Ειδικοί επεσήμαναν στο συνέδριο RSA 2019 για την ασφάλεια στο San Francisco ότι τα παλαιότερα συστήματα GPS ενδέχεται να πληγούν από έναν ιό σαν τον Υ2Κ -τον λεγόμενο «ιό της χιλιετίας», που πολλοί ανέμεναν ότι λόγω της μετάβασης στην ημερομονία 01-01-00 θα μηδένιζε τα ρολόγια όλων των υπολογιστών-. Κάτι ανάλογο, αναμένεται να συμβεί και σε παλαιότερους δέκτες του Συστήματος Εντοπισμού Γεωγραφικής Θέσης λόγω του GPS Week Rollover, με αποτέλεσμα τα ημερολόγια των συσκευών αυτών να μηδενιστούν, καθώς θα έχουν «ξεμείνει» από χρόνο τερματίζοντας τα κοντέρ τους.
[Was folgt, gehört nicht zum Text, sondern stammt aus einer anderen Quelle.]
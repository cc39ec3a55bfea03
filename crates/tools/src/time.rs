//! The clock, so the model can resolve "tomorrow" and "in two hours".

use async_trait::async_trait;
use chrono::{DateTime, Local, Utc};
use openloop_core::error::ToolError;
use openloop_core::tool::Tool;
use serde_json::{Value, json};

pub struct GetTimeTool;

impl GetTimeTool {
    fn snapshot(now: DateTime<Utc>) -> Value {
        let local = now.with_timezone(&Local);
        json!({
            "local": local.format("%Y-%m-%d %H:%M:%S %Z").to_string(),
            "utc": now.to_rfc3339(),
            "date": local.format("%Y-%m-%d").to_string(),
            "day": local.format("%A").to_string(),
        })
    }
}

#[async_trait]
impl Tool for GetTimeTool {
    fn name(&self) -> &str {
        "get_time"
    }

    fn description(&self) -> &str {
        "Get the current date and time, in local time and UTC."
    }

    fn parameters_schema(&self) -> Value {
        json!({ "type": "object", "properties": {} })
    }

    async fn execute(&self, _arguments: Value) -> Result<Value, ToolError> {
        Ok(Self::snapshot(Utc::now()))
    }
}
//! openloop CLI: the main entry point.
//!
//! Commands:
//! - `chat`: interactive chat, or one exchange with `-m` / piped stdin
//! - `daemon`: run scheduled check-ins and reminders until Ctrl+C
//! - `onboard`: write a starter config file
//! - `tools`: list the tool catalog with token estimates
//! - `config`: show the effective configuration

use clap::{Parser, Subcommand};

mod commands;
mod runtime;

#[derive(Parser)]
#[command(
    name = "openloop",
    about = "openloop: keep track of everything on your mind",
    version,
    author
)]
struct Cli {
    #[command(subcommand)]
    command: Commands,

    /// Enable verbose logging
    #[arg(short, long, global = true)]
    verbose: bool,
}

#[derive(Subcommand)]
enum Commands {
    /// Chat with the assistant
    Chat {
        /// Send a single message instead of entering interactive mode
        #[arg(short, long)]
        message: Option<String>,
    },

    /// Run scheduled check-ins and reminders
    Daemon,

    /// Write a default config file
    Onboard {
        /// Overwrite an existing config file
        #[arg(long)]
        force: bool,
    },

    /// List the tools offered to the model
    Tools,

    /// Show the effective configuration (secrets redacted)
    Config,
}

#[tokio::main]
async fn main() -> Result<(), Box<dyn std::error::Error>> {
    let cli = Cli::parse();

    let filter = if cli.verbose { "debug" } else { "info" };
    tracing_subscriber::fmt()
        .with_env_filter(
            tracing_subscriber::EnvFilter::try_from_default_env()
                .unwrap_or_else(|_| tracing_subscriber::EnvFilter::new(filter)),
        )
        .with_writer(std::io::stderr)
        .with_target(false)
        .init();

    match cli.command {
        Commands::Chat { message } => commands::chat::run(message).await?,
        Commands::Daemon => commands::daemon::run().await?,
        Commands::Onboard { force } => commands::onboard::run(force).await?,
        Commands::Tools => commands::tools::run().await?,
        Commands::Config => commands::config_cmd::run().await?,
    }

    Ok(())
}
impl SqliteStore {
    /// Open (or create) the database at `path` and apply the schema.
    ///
    /// Pass `":memory:"` for an ephemeral database.
    pub async fn new(path: &str) -> Result<Self, StoreError> {
        let options = SqliteConnectOptions::from_str(path)
            .map_err(|e| StoreError::Storage(format!("Invalid SQLite path: {e}")))?
            .create_if_missing(true)
            .journal_mode(SqliteJournalMode::Wal)
            .synchronous(SqliteSynchronous::Normal)
            .pragma("foreign_keys", "ON");

        // Every connection to ":memory:" is a separate database.
        let pool_options = if path.contains(":memory:") {
            SqlitePoolOptions::new()
                .max_connections(1)
                .idle_timeout(None)
                .max_lifetime(None)
        } else {
            SqlitePoolOptions::new().max_connections(4)
        };

        let pool = pool_options
            .connect_with(options)
            .await
            .map_err(|e| StoreError::Storage(format!("Failed to open SQLite: {e}")))?;

        let store = Self { pool };
        store.run_migrations().await?;
        info!("SQLite store initialized at {path}");
        Ok(store)
    }

    /// An ephemeral database, mostly for tests.
    pub async fn in_memory() -> Result<Self, StoreError> {
        Self::new(":memory:").await
    }

    /// Wrap an existing pool and apply the schema.
    pub async fn from_pool(pool: SqlitePool) -> Result<Self, StoreError> {
        let store = Self { pool };
        store.run_migrations().await?;
        Ok(store)
    }

    async fn run_migrations(&self) -> Result<(), StoreError> {
        for (what, sql) in SCHEMA {
            sqlx::query(sql)
                .execute(&self.pool)
                .await
                .map_err(|e| StoreError::MigrationFailed(format!("{what}: {e}")))?;
        }
        debug!(statements = SCHEMA.len(), "SQLite schema applied");
        Ok(())
    }

    fn row_to_thing(row: &SqliteRow) -> Result<Thing, StoreError> {
        Ok(Thing {
            id: get(row, "id")?,
            title: get(row, "title")?,
            notes: get(row, "notes")?,
            status: parse_enum(&get::<String>(row, "status")?)?,
            priority: parse_enum(&get::<String>(row, "priority")?)?,
            tags: decode_tags(&get::<String>(row, "tags")?)?,
            due_date: get::<Option<String>>(row, "due_date")?
                .as_deref()
                .map(parse_date)
                .transpose()?,
            created_at: parse_timestamp(&get::<String>(row, "created_at")?)?,
            updated_at: parse_timestamp(&get::<String>(row, "updated_at")?)?,
            completed_at: parse_optional_timestamp(get(row, "completed_at")?)?,
        })
    }

    fn row_to_memory(row: &SqliteRow) -> Result<Memory, StoreError> {
        Ok(Memory {
            id: get(row, "id")?,
            content: get(row, "content")?,
            category: parse_enum(&get::<String>(row, "category")?)?,
            source: get(row, "source")?,
            tags: decode_tags(&get::<String>(row, "tags")?)?,
            thing_id: get(row, "thing_id")?,
            expires_at: parse_optional_timestamp(get(row, "expires_at")?)?,
            created_at: parse_timestamp(&get::<String>(row, "created_at")?)?,
        })
    }

    fn row_to_skill(row: &SqliteRow) -> Result<Skill, StoreError> {
        Ok(Skill {
            id: get(row, "id")?,
            name: get(row, "name")?,
            description: get(row, "description")?,
            content: get(row, "content")?,
            tags: decode_tags(&get::<String>(row, "tags")?)?,
            created_at: parse_timestamp(&get::<String>(row, "created_at")?)?,
            updated_at: parse_timestamp(&get::<String>(row, "updated_at")?)?,
        })
    }

    fn row_to_schedule(row: &SqliteRow) -> Result<Schedule, StoreError> {
        Ok(Schedule {
            id: get(row, "id")?,
            name: get(row, "name")?,
            cron_expr: get(row, "cron_expr")?,
            prompt: get(row, "prompt")?,
            enabled: get::<i64>(row, "enabled")? != 0,
            last_run: parse_optional_timestamp(get(row, "last_run")?)?,
            created_at: parse_timestamp(&get::<String>(row, "created_at")?)?,
        })
    }

    fn row_to_reminder(row: &SqliteRow) -> Result<Reminder, StoreError> {
        Ok(Reminder {
            id: get(row, "id")?,
            prompt: get(row, "prompt")?,
            fire_at: parse_timestamp(&get::<String>(row, "fire_at")?)?,
            fired: get::<i64>(row, "fired")? != 0,
            created_at: parse_timestamp(&get::<String>(row, "created_at")?)?,
        })
    }

    async fn fetch_things(
        &self,
        mut qb: QueryBuilder<'_, Sqlite>,
        what: &str,
    ) -> Result<Vec<Thing>, StoreError> {
        let rows = qb
            .build()
            .fetch_all(&self.pool)
            .await
            .map_err(|e| StoreError::QueryFailed(format!("{what}: {e}")))?;
        rows.iter().map(Self::row_to_thing).collect()
    }

    async fn fetch_memories(
        &self,
        mut qb: QueryBuilder<'_, Sqlite>,
        what: &str,
    ) -> Result<Vec<Memory>, StoreError> {
        let rows = qb
            .build()
            .fetch_all(&self.pool)
            .await
            .map_err(|e| StoreError::QueryFailed(format!("{what}: {e}")))?;
        rows.iter().map(Self::row_to_memory).collect()
    }

    /// Restrict `m` to non-expired memories matching every filter of `query`
    /// except the text.
    fn push_memory_filters(qb: &mut QueryBuilder<'_, Sqlite>, query: &MemoryQuery, now: DateTime<Utc>) {
        qb.push(" AND (m.expires_at IS NULL OR m.expires_at > ");
        qb.push_bind(format_timestamp(now));
        qb.push(")");
        if let Some(category) = query.category {
            qb.push(" AND m.category = ");
            qb.push_bind(category.as_str());
        }
        if let Some(tag) = &query.tag {
            qb.push(" AND EXISTS (SELECT 1 FROM json_each(m.tags) WHERE json_each.value = ");
            qb.push_bind(tag.clone());
            qb.push(")");
        }
        if let Some(thing_id) = query.thing_id {
            qb.push(" AND m.thing_id = ");
            qb.push_bind(thing_id);
        }
        if let Some(since) = query.since {
            qb.push(" AND m.created_at >= ");
            qb.push_bind(format_timestamp(since));
        }
    }

    fn select_memories<'q>(query: &MemoryQuery, now: DateTime<Utc>) -> QueryBuilder<'q, Sqlite> {
        let mut qb = QueryBuilder::new(format!("SELECT {MEMORY_COLUMNS} FROM memories m WHERE 1 = 1"));
        Self::push_memory_filters(&mut qb, query, now);
        qb
    }

    async fn exists(&self, table: &str, column: &str, key: SqlKey<'_>) -> Result<bool, StoreError> {
        let sql = format!("SELECT 1 FROM {table} WHERE {column} = ?1");
        let query = sqlx::query(&sql);
        let query = match key {
            SqlKey::Id(id) => query.bind(id),
            SqlKey::Name(name) => query.bind(name),
        };
        let row = query
            .fetch_optional(&self.pool)
            .await
            .map_err(|e| StoreError::QueryFailed(format!("{table} lookup: {e}")))?;
        Ok(row.is_some())
    }
}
«Η επιστήμη δεν σκοτώνει τον Θεό»

Στον Βραζιλιάνο θεωρητικό φυσικό Marcelo Gleiser, απενεμήθη το φετινό βραβείο Templeton, αναγνωρίζοντας την συνεισφορά του μεγάλου επιστήμονα στην «επιβεβαίωση της πνευματικής διάστασης της ζωής».
Ο Marcelo Gleiser, καθηγητής στο Dartmouth College είχε δηλώσει το 1991, ότι «η επιστήμη δεν σκοτώνει τον Θεό».
«Η αποστολή μου είναι να δώσω στην επιστήμη και στους ανθρώπους που ενδιαφέρονται για την επιστήμη, αυτή τη διάσταση του μυστηρίου, να κατανοήσουν οι άνθρωποι ότι η επιστήμη είναι ένας μόνο τρόπος να ασχοληθούμε με το μυστήριο του ποιοι είμαστε». δήλωσε ο Gleiser και πρόσθεσε : «Μπορεί να μην πιστεύετε στο Θεό, αλλά καμία μέθοδος δεν μπορεί να αποδείξει επιστημονικά ότι ο Θεός δεν υπάρχει», ανέφερε σε συνέντευξή στο Scientific American

Η επιστήμη απαντά: Υπάρχει «γυναικείος» και «ανδρικός» εγκέφαλος;

Κάθε λίγο και λιγάκι εμφανίζονται επιστημονικές μελέτες που ισχυρίζονται ότι βρίσκουν διαφορές ανάμεσα στον «γυναικείο» και στον «ανδρικό» εγκέφαλο. Κατά καιρούς, Auch, έρχεται ο αντίλογος ότι ο εγκέφαλος είναι «γιούνισεξ» και ότι οι όποιες νευροβιολογικές διαφορές μεταξύ ανδρών και γυναικών είναι δευτερεύουσας σημασίας.
Μια τέτοια παθιασμένη απομυθοποίηση επιχειρεί το νέο βιβλίο «Ο έμφυλος εγκέφαλος: Η νέα νευροεπιστήμη που διαλύει το μύθο του γυναικείου εγκεφάλου» (Hrsg. The Bodley Hand, 2019) της γνωσιακής νευροεπιστήμονα Τζίνα Ρίπον, καθηγήτριας του βρετανικού ΠανεπιστημίουΑστον του Μπέρμιγχαμ.
Το βασικό μήνυμά της, που το παρουσίασε και με άρθρο της στη βρετανική Telegraph, είναι ότι «ένας έμφυλος κόσμος θα παράγει έναν έμφυλο εγκέφαλο». Κινούμενη στο ίδιο μήκος κύματος με δύο προηγούμενα βιβλία, της Κορντίλια ΦάινΑυταπάτες του Φύλου», 2010) και της Aντζελα ΣαΐνηΚατώτερη», 2017), η Ρίπον θέτει ως στόχο να ξεριζώσει το νευροσεξισμό.